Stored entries
○ ○ ○ ○ ○ ○ ○

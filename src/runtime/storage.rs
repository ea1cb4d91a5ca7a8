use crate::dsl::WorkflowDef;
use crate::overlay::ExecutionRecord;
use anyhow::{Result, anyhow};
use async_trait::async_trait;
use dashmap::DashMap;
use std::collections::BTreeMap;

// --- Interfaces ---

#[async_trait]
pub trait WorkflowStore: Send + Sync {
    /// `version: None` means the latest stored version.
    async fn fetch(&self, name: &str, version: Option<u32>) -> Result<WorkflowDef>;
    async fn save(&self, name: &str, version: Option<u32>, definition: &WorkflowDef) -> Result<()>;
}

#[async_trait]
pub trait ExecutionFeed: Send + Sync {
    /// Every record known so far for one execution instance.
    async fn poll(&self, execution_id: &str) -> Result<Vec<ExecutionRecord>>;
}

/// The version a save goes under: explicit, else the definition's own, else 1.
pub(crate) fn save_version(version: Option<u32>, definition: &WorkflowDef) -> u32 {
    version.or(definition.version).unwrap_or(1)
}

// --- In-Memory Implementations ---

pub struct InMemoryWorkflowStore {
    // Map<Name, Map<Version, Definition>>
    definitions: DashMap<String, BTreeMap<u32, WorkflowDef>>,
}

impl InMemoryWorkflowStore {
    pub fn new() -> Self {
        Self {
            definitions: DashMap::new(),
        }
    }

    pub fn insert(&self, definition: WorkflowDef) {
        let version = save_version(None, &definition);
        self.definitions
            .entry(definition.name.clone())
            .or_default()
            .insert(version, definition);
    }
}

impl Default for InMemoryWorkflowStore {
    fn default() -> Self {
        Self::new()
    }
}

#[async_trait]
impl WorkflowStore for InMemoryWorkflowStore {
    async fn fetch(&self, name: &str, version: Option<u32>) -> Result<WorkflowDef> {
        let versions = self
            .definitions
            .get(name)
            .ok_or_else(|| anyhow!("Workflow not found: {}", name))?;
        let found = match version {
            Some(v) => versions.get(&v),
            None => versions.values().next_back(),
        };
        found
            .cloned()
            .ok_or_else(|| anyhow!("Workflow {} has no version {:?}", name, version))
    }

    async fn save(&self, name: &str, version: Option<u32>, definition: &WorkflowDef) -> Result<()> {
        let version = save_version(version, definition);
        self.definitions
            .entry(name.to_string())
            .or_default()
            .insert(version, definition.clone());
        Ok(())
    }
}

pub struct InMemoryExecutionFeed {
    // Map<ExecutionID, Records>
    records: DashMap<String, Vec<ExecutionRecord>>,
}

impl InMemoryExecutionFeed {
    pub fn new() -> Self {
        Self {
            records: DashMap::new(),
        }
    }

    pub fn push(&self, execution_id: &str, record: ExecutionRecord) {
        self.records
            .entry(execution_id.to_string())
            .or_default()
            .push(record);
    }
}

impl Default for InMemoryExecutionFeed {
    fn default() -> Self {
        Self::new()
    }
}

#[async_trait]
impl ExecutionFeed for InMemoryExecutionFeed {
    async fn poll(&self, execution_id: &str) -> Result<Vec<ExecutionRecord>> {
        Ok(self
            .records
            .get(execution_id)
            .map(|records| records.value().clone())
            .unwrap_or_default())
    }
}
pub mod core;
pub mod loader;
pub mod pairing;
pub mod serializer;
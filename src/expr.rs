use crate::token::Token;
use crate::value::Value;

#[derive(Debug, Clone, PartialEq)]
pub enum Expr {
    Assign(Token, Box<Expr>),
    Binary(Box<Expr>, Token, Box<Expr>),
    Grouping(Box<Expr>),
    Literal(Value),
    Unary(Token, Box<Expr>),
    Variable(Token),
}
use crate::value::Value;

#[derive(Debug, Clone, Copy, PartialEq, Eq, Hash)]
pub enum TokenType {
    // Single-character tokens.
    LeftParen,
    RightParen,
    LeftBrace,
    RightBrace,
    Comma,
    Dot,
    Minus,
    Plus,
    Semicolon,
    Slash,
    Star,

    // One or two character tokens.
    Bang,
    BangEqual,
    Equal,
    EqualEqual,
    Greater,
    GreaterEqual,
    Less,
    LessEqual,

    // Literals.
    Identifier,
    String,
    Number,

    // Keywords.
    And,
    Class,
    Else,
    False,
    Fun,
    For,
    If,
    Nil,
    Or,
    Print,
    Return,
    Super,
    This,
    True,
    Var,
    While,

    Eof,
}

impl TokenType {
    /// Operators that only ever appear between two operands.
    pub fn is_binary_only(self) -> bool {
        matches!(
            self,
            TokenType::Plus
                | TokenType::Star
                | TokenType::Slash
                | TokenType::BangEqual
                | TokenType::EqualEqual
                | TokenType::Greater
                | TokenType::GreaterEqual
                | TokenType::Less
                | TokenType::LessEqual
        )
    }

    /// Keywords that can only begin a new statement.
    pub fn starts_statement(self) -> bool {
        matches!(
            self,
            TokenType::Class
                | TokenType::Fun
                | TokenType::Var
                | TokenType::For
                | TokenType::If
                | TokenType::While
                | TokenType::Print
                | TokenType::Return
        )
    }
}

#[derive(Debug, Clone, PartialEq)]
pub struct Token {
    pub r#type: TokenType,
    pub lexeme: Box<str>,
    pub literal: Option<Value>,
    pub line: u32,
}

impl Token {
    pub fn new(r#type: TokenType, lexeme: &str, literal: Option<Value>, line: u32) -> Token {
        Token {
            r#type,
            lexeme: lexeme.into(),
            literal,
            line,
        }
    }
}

○ ○ ○ ○ ○ ○ ○

TASK TO CARRY OUT => Across the records, count the lines holding the string "lexeme". Give the number and stop.

WRITTEN SOLUTION => 3